Za plecami słyszę wydobywający się głos Adama (LULU IV) z UKF – „melduje rybę 10 kg”. Podchodzę do UKF-ki i zgłaszam okaz Mariusza. Gratulujemy nawzajem. Pytam Jarka jak mu idzie z jego okazem – u niego kolega pierwszy raz mierzy się z rybą i na razie holują. W oddali widzę łódź WHITE – też jakiś ruch na pokładzie. Chwytam lornetkę i mówię do Mariusza też holują. Wywołuje Leszka przez radio – z trudem odpowiada, że holują już 45 minut. Zaczynamy wszyscy nerwowo kręcić się po okolicy, ale już tylko Adam „trafia” drugą rybę nieco poniżej metra długości. Jarek, a raczej jego kolega wyholował swojego pierwszego łososia i od razu ustanowił swój życiowy rekord na poziomie 18 kg!!! Niewiele mniejszy okazała się ryba Leszka, który skapitulował po półtoragodzinnej walce – 17 kg ryby w świetnej kondycji!!!

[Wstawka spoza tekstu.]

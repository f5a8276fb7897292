//! On-disk cache of resolved records, one JSON line per ticker.
//!
//! Every mutation rewrites the whole file: the new contents are staged in a
//! temporary file next to the store and atomically renamed over it, so readers
//! never observe a partial write. Mutations hold the exclusive side of an
//! async lock; reads hold the shared side. File work itself runs on tokio's
//! blocking pool while the guard is held.

use std::collections::HashMap;
use std::fs;
use std::io::{ErrorKind, Write};
use std::path::{Path, PathBuf};
use std::sync::Arc;
use std::time::Duration;

use serde::{Deserialize, Serialize};
use tempfile::NamedTempFile;
use tokio::sync::RwLock;
use tracing::{debug, info, warn};

use crate::{CacheError, Record, Ticker, UtcDateTime};

/// Records older than this are purged on read.
pub const DEFAULT_CACHE_TTL: Duration = Duration::from_secs(24 * 60 * 60);

/// One persisted line of the store.
#[derive(Debug, Clone, PartialEq, Serialize, Deserialize)]
#[serde(deny_unknown_fields)]
pub struct CacheEntry {
    pub id: Ticker,
    pub created_at: UtcDateTime,
    pub record: Record,
}

impl CacheEntry {
    pub fn new(id: Ticker, created_at: UtcDateTime, record: Record) -> Self {
        Self {
            id,
            created_at,
            record,
        }
    }

    /// Live while its age does not exceed `ttl`.
    pub fn is_live(&self, now: UtcDateTime, ttl: time::Duration) -> bool {
        self.created_at.age_at(now) <= ttl
    }
}

#[derive(Debug)]
struct CacheFile {
    path: PathBuf,
}

impl CacheFile {
    /// Decodes every well-formed line; corrupt lines are logged and skipped.
    fn load(&self) -> Result<Vec<CacheEntry>, CacheError> {
        let bytes = match fs::read(&self.path) {
            Ok(bytes) => bytes,
            Err(error) if error.kind() == ErrorKind::NotFound => return Ok(Vec::new()),
            Err(error) => return Err(CacheError::io(&self.path, error)),
        };

        let mut entries = Vec::new();
        for (index, line) in bytes.split(|byte| *byte == b'\n').enumerate() {
            if line.iter().all(u8::is_ascii_whitespace) {
                continue;
            }
            match serde_json::from_slice::<CacheEntry>(line) {
                Ok(entry) => entries.push(entry),
                Err(error) => warn!(
                    path = %self.path.display(),
                    line = index + 1,
                    %error,
                    "skipping corrupt cache entry"
                ),
            }
        }
        Ok(entries)
    }

    /// Loads the store with duplicate ids collapsed to their last occurrence.
    fn load_compacted(&self) -> Result<Vec<CacheEntry>, CacheError> {
        let mut positions: HashMap<Ticker, usize> = HashMap::new();
        let mut entries: Vec<CacheEntry> = Vec::new();
        for entry in self.load()? {
            match positions.get(&entry.id) {
                Some(&position) => entries[position] = entry,
                None => {
                    positions.insert(entry.id.clone(), entries.len());
                    entries.push(entry);
                }
            }
        }
        Ok(entries)
    }

    fn find(&self, id: &Ticker) -> Result<Option<CacheEntry>, CacheError> {
        Ok(self.load()?.into_iter().rev().find(|entry| entry.id == *id))
    }

    fn commit(&self, entries: &[CacheEntry]) -> Result<(), CacheError> {
        let dir = match self.path.parent() {
            Some(parent) if !parent.as_os_str().is_empty() => parent,
            _ => Path::new("."),
        };
        fs::create_dir_all(dir).map_err(|error| CacheError::io(dir, error))?;

        let mut buffer = Vec::new();
        for entry in entries {
            serde_json::to_writer(&mut buffer, entry)?;
            buffer.push(b'\n');
        }

        let mut staging = NamedTempFile::new_in(dir).map_err(|error| CacheError::io(dir, error))?;
        staging
            .write_all(&buffer)
            .and_then(|()| staging.as_file().sync_all())
            .map_err(|error| CacheError::io(staging.path(), error))?;
        staging
            .persist(&self.path)
            .map_err(|error| CacheError::Persist {
                path: self.path.clone(),
                source: error.error,
            })?;
        Ok(())
    }

    fn remove(&self) -> Result<bool, CacheError> {
        match fs::remove_file(&self.path) {
            Ok(()) => Ok(true),
            Err(error) if error.kind() == ErrorKind::NotFound => Ok(false),
            Err(error) => Err(CacheError::io(&self.path, error)),
        }
    }
}

/// Thread-safe, file-backed cache store keyed by ticker.
#[derive(Debug, Clone)]
pub struct CacheStore {
    file: Arc<CacheFile>,
    ttl: time::Duration,
    lock: Arc<RwLock<()>>,
}

impl CacheStore {
    /// Create a store persisted at `path` with the given time-to-live.
    pub fn new(path: impl Into<PathBuf>, ttl: Duration) -> Self {
        Self {
            file: Arc::new(CacheFile { path: path.into() }),
            ttl: time::Duration::try_from(ttl).unwrap_or(time::Duration::MAX),
            lock: Arc::new(RwLock::new(())),
        }
    }

    /// Create a store with the 24 hour default TTL.
    pub fn with_default_ttl(path: impl Into<PathBuf>) -> Self {
        Self::new(path, DEFAULT_CACHE_TTL)
    }

    pub fn path(&self) -> &Path {
        &self.file.path
    }

    pub fn ttl(&self) -> time::Duration {
        self.ttl
    }

    /// Runs `work` against the file on the blocking pool.
    ///
    /// Callers hold the lock guard across the await, so the file operation
    /// stays serialized with other mutations.
    async fn on_file<T, F>(&self, work: F) -> Result<T, CacheError>
    where
        T: Send + 'static,
        F: FnOnce(&CacheFile) -> Result<T, CacheError> + Send + 'static,
    {
        let file = Arc::clone(&self.file);
        tokio::task::spawn_blocking(move || work(&file)).await?
    }

    /// Live record for `id`, purging the entry when it has expired.
    pub async fn read(&self, id: &Ticker) -> Result<Option<Record>, CacheError> {
        self.read_at(id, UtcDateTime::now()).await
    }

    /// [`read`](Self::read) evaluated at an explicit instant.
    pub async fn read_at(
        &self,
        id: &Ticker,
        now: UtcDateTime,
    ) -> Result<Option<Record>, CacheError> {
        let ttl = self.ttl;
        {
            let _shared = self.lock.read().await;
            let wanted = id.clone();
            match self.on_file(move |file| file.find(&wanted)).await? {
                None => return Ok(None),
                Some(entry) if entry.is_live(now, ttl) => return Ok(Some(entry.record)),
                Some(_) => {}
            }
        }

        let _exclusive = self.lock.write().await;
        let wanted = id.clone();
        let (remaining, purged) = self
            .on_file(move |file| {
                let mut entries = file.load_compacted()?;
                let before = entries.len();
                entries.retain(|entry| entry.id != wanted || entry.is_live(now, ttl));
                let purged = entries.len() != before;
                if purged {
                    file.commit(&entries)?;
                }
                // A concurrent upsert may have written a fresh entry before the purge.
                let remaining = entries
                    .into_iter()
                    .find(|entry| entry.id == wanted)
                    .map(|entry| entry.record);
                Ok((remaining, purged))
            })
            .await?;
        if purged {
            info!(ticker = %id, "purged expired cache entry");
        }
        Ok(remaining)
    }

    /// Merge `partial` into the live entry for `id`, or start a new entry.
    ///
    /// A `Null` in `partial` never erases a value already stored. Returns the
    /// entry's creation time, which a merge never changes.
    pub async fn upsert(&self, id: &Ticker, partial: &Record) -> Result<UtcDateTime, CacheError> {
        self.upsert_at(id, partial, UtcDateTime::now()).await
    }

    /// [`upsert`](Self::upsert) evaluated at an explicit instant.
    pub async fn upsert_at(
        &self,
        id: &Ticker,
        partial: &Record,
        now: UtcDateTime,
    ) -> Result<UtcDateTime, CacheError> {
        let ttl = self.ttl;
        let fields = partial.len();
        let wanted = id.clone();
        let partial = partial.clone();

        let _exclusive = self.lock.write().await;
        let (created_at, action) = self
            .on_file(move |file| {
                let mut entries = file.load_compacted()?;
                let outcome = match entries.iter_mut().find(|entry| entry.id == wanted) {
                    Some(entry) if entry.is_live(now, ttl) => {
                        entry.record.merge_known(&partial);
                        (entry.created_at, "merged fields into cache entry")
                    }
                    Some(entry) => {
                        *entry = CacheEntry::new(wanted, now, partial);
                        (now, "replaced expired cache entry")
                    }
                    None => {
                        entries.push(CacheEntry::new(wanted, now, partial));
                        (now, "created cache entry")
                    }
                };
                file.commit(&entries)?;
                Ok(outcome)
            })
            .await?;

        debug!(ticker = %id, fields, "{action}");
        Ok(created_at)
    }

    /// Remove the entry for `id`, live or expired. Returns whether one existed.
    pub async fn clear(&self, id: &Ticker) -> Result<bool, CacheError> {
        let _exclusive = self.lock.write().await;
        let wanted = id.clone();
        let cleared = self
            .on_file(move |file| {
                let mut entries = file.load_compacted()?;
                let before = entries.len();
                entries.retain(|entry| entry.id != wanted);
                if entries.len() == before {
                    return Ok(false);
                }
                file.commit(&entries)?;
                Ok(true)
            })
            .await?;

        if cleared {
            info!(ticker = %id, "cleared cache entry");
        }
        Ok(cleared)
    }

    /// Remove the whole store.
    pub async fn delete_all(&self) -> Result<(), CacheError> {
        let _exclusive = self.lock.write().await;
        if self.on_file(CacheFile::remove).await? {
            info!(path = %self.file.path.display(), "deleted cache store");
        }
        Ok(())
    }

    /// Stored entry for `id` regardless of age.
    pub async fn peek(&self, id: &Ticker) -> Result<Option<CacheEntry>, CacheError> {
        let _shared = self.lock.read().await;
        let wanted = id.clone();
        self.on_file(move |file| file.find(&wanted)).await
    }

    /// Number of decodable entries, including expired ones.
    pub async fn len(&self) -> Result<usize, CacheError> {
        let _shared = self.lock.read().await;
        self.on_file(|file| Ok(file.load_compacted()?.len())).await
    }

    pub async fn is_empty(&self) -> Result<bool, CacheError> {
        Ok(self.len().await? == 0)
    }
}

Pogoda była przepiękna. Woda była tak spokojna, że jej tafla wyglądała niczym wilka plama oleju. Wracaliśmy całą drogę obok Wojtka Mazo II (foto poniżej), który dziś niestety wracał bez ryby, z powodu wielu przerw w łowieniu. Pozostali również mieli mniej szczęścia.

DSC_0445

Tego dnia, wraz z kolegami z pozostałych łodzi, złowiliśmy kilka wspaniałych okazów. Dodatkowo łososie były wyjątkowo waleczne, co cieszy podwójnie, gdyż hol przysparza niezapomnianych emocji i daje zastrzyk nieoznaczalnych ilości adrenaliny. Pisząc ten tekst w sierpniu pamiętam sceny z tamtego holu niczym film oglądany klatka po klatce. To najlepszy argument na to, że warto łowić te wspaniałe ryby.